**Action item**
Which lines below contain "latency"? Pull them out.

.....

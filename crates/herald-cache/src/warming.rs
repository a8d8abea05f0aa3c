//! Cache warming: bulk pre-population with per-entry failure isolation.

use futures_util::future::{BoxFuture, join_all};
use serde::{Serialize, de::DeserializeOwned};

use crate::backend::CacheStore;
use crate::entry::{CacheEntry, CacheOptions};
use crate::error::BoxError;

/// One key to warm: where to put it and how to load it.
pub struct WarmEntry<T> {
    pub key: String,
    pub opts: CacheOptions,
    pub loader: BoxFuture<'static, Result<T, BoxError>>,
}

impl<T> WarmEntry<T> {
    pub fn new(
        key: impl Into<String>,
        opts: CacheOptions,
        loader: BoxFuture<'static, Result<T, BoxError>>,
    ) -> Self {
        Self {
            key: key.into(),
            opts,
            loader,
        }
    }
}

/// Outcome of a warming run.
#[derive(Debug, Clone, Copy, Default, PartialEq, Eq)]
pub struct WarmReport {
    /// Entries loaded and cached.
    pub loaded: usize,
    /// Entries whose loader or cache write failed.
    pub failed: usize,
}

/// Pre-populates the cache from a list of loaders.
#[derive(Clone)]
pub struct CacheWarmer {
    store: CacheStore,
}

impl CacheWarmer {
    pub fn new(store: CacheStore) -> Self {
        Self { store }
    }

    /// Warm every entry concurrently. One entry's failure is logged and
    /// counted; it never aborts the rest.
    pub async fn warm<T>(&self, entries: Vec<WarmEntry<T>>) -> WarmReport
    where
        T: Serialize + DeserializeOwned + Send,
    {
        let results = join_all(entries.into_iter().map(|entry| self.warm_one(entry))).await;

        let mut report = WarmReport::default();
        for ok in results {
            if ok {
                report.loaded += 1;
            } else {
                report.failed += 1;
            }
        }
        tracing::info!(loaded = report.loaded, failed = report.failed, "cache warming finished");
        report
    }

    async fn warm_one<T: Serialize>(&self, entry: WarmEntry<T>) -> bool {
        let value = match entry.loader.await {
            Ok(value) => value,
            Err(e) => {
                tracing::warn!(key = %entry.key, error = %e, "warm loader failed");
                return false;
            }
        };

        let encoded = match CacheEntry::new(&value, &entry.opts) {
            Ok(encoded) => encoded,
            Err(e) => {
                tracing::warn!(key = %entry.key, error = %e, "warm encoding failed");
                return false;
            }
        };

        match self.store.set(&entry.key, encoded, entry.opts.ttl).await {
            Ok(()) => true,
            Err(e) => {
                tracing::warn!(key = %entry.key, error = %e, "warm cache write failed");
                false
            }
        }
    }
}
//! Two-tier cache substrate: optional L1 (DashMap) over the shared
//! state store (L2).
//!
//! ## Lookup order
//!
//! 1. L1 (process-local DashMap), microsecond latency
//! 2. L2 (shared store), network latency; hits are promoted to L1 with
//!    the remaining shared TTL
//!
//! Entries are wrapped in `Arc` so cache hits clone a pointer, not a
//! payload.

use dashmap::DashMap;
use std::sync::Arc;
use std::time::{Duration, Instant};

use herald_core::metrics;
use herald_store::StateStore;

use crate::entry::CacheEntry;
use crate::error::CacheError;
use crate::invalidation::tag_key;

/// L1 TTL used when the shared store reports no expiry for a promoted
/// entry.
const DEFAULT_PROMOTION_TTL: Duration = Duration::from_secs(60);

#[derive(Clone)]
struct LocalEntry {
    entry: Arc<CacheEntry>,
    expires_at: Instant,
}

impl LocalEntry {
    fn is_expired(&self) -> bool {
        Instant::now() >= self.expires_at
    }
}

/// The cache substrate every strategy operates on.
///
/// Cloning is cheap; clones share the same tiers.
#[derive(Clone)]
pub struct CacheStore {
    shared: Arc<dyn StateStore>,
    local: Option<Arc<DashMap<String, LocalEntry>>>,
}

impl CacheStore {
    /// Tiered substrate: L1 in front of the shared store. Pair it with
    /// an [`InvalidationListener`](crate::InvalidationListener) so other
    /// instances' invalidations evict the L1 copies.
    pub fn new(shared: Arc<dyn StateStore>) -> Self {
        Self {
            shared,
            local: Some(Arc::new(DashMap::new())),
        }
    }

    /// Shared-store-only substrate: no L1, strict read-your-writes
    /// across instances, invalidation broadcast becomes a no-op.
    pub fn shared_only(shared: Arc<dyn StateStore>) -> Self {
        Self {
            shared,
            local: None,
        }
    }

    /// The underlying shared state store.
    pub fn state_store(&self) -> &Arc<dyn StateStore> {
        &self.shared
    }

    /// Read an entry, trying L1 first, then L2 with promotion.
    pub async fn get(&self, key: &str) -> Result<Option<Arc<CacheEntry>>, CacheError> {
        if let Some(local) = &self.local {
            if let Some(cached) = local.get(key) {
                if !cached.is_expired() {
                    tracing::debug!(key = %key, "cache hit (L1)");
                    metrics::record_cache_hit("L1");
                    return Ok(Some(Arc::clone(&cached.entry)));
                }
                drop(cached);
                local.remove(key);
            }
        }

        let Some(raw) = self.shared.get(key).await? else {
            tracing::debug!(key = %key, "cache miss");
            metrics::record_cache_miss();
            return Ok(None);
        };

        let entry = match CacheEntry::from_bytes(&raw) {
            Ok(entry) => Arc::new(entry),
            Err(e) => {
                // A corrupt envelope is unusable; drop it and report a miss.
                tracing::warn!(key = %key, error = %e, "dropping undecodable cache entry");
                let _ = self.shared.delete(key).await;
                metrics::record_cache_miss();
                return Ok(None);
            }
        };

        tracing::debug!(key = %key, "cache hit (L2)");
        metrics::record_cache_hit("L2");

        if let Some(local) = &self.local {
            let promotion_ttl = self
                .shared
                .ttl(key)
                .await
                .ok()
                .flatten()
                .unwrap_or(DEFAULT_PROMOTION_TTL);
            local.insert(
                key.to_string(),
                LocalEntry {
                    entry: Arc::clone(&entry),
                    expires_at: Instant::now() + promotion_ttl,
                },
            );
            metrics::set_cache_entries("L1", local.len());
        }

        Ok(Some(entry))
    }

    /// Write an entry to both tiers and register its tags in the tag
    /// index. The shared write is awaited so callers observe success
    /// only after the entry is durable in L2.
    ///
    /// The tag index inherits the entry's TTL (extend-only), so a tag
    /// that is never invalidated still expires with its longest-lived
    /// member instead of accumulating dangling keys forever.
    pub async fn set(&self, key: &str, entry: CacheEntry, ttl: Duration) -> Result<(), CacheError> {
        for tag in &entry.tags {
            self.shared.set_add(&tag_key(tag), key, Some(ttl)).await?;
        }

        let raw = entry.to_bytes()?;
        self.shared.set(key, raw, Some(ttl)).await?;

        if let Some(local) = &self.local {
            local.insert(
                key.to_string(),
                LocalEntry {
                    entry: Arc::new(entry),
                    expires_at: Instant::now() + ttl,
                },
            );
            metrics::set_cache_entries("L1", local.len());
        }

        tracing::debug!(key = %key, ttl_ms = ttl.as_millis() as u64, "cache set");
        Ok(())
    }

    /// Delete an entry from both tiers. Returns `true` if the shared
    /// store held a live entry.
    pub async fn delete(&self, key: &str) -> Result<bool, CacheError> {
        self.evict_local(key);
        let removed = self.shared.delete(key).await?;
        if removed {
            metrics::record_cache_eviction("L2");
        }
        Ok(removed)
    }

    /// Remaining shared-store TTL for an entry.
    pub async fn remaining_ttl(&self, key: &str) -> Result<Option<Duration>, CacheError> {
        Ok(self.shared.ttl(key).await?)
    }

    /// Evict a key from the local tier only. Used by the invalidation
    /// listener when another instance broadcasts an eviction.
    pub fn evict_local(&self, key: &str) -> bool {
        let Some(local) = &self.local else {
            return false;
        };
        let removed = local.remove(key).is_some();
        if removed {
            metrics::record_cache_eviction("L1");
            metrics::set_cache_entries("L1", local.len());
        }
        removed
    }

    /// Evict every local key matching a glob pattern.
    pub fn evict_local_pattern(&self, pattern: &str) -> usize {
        let Some(local) = &self.local else {
            return 0;
        };
        let keys: Vec<String> = local
            .iter()
            .map(|e| e.key().clone())
            .filter(|k| herald_store::key_pattern_matches(pattern, k))
            .collect();
        let mut evicted = 0;
        for key in keys {
            if local.remove(&key).is_some() {
                evicted += 1;
                metrics::record_cache_eviction("L1");
            }
        }
        metrics::set_cache_entries("L1", local.len());
        evicted
    }

    /// Number of entries in the local tier (0 without one).
    pub fn local_len(&self) -> usize {
        self.local.as_ref().map(|l| l.len()).unwrap_or(0)
    }

    /// Whether this substrate keeps a process-local tier.
    pub fn has_local_tier(&self) -> bool {
        self.local.is_some()
    }
}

.....

**Response**
//! 1. L1 (process-local DashMap), microsecond latency
//! 2. L2 (shared store), network latency; hits are promoted to L1 with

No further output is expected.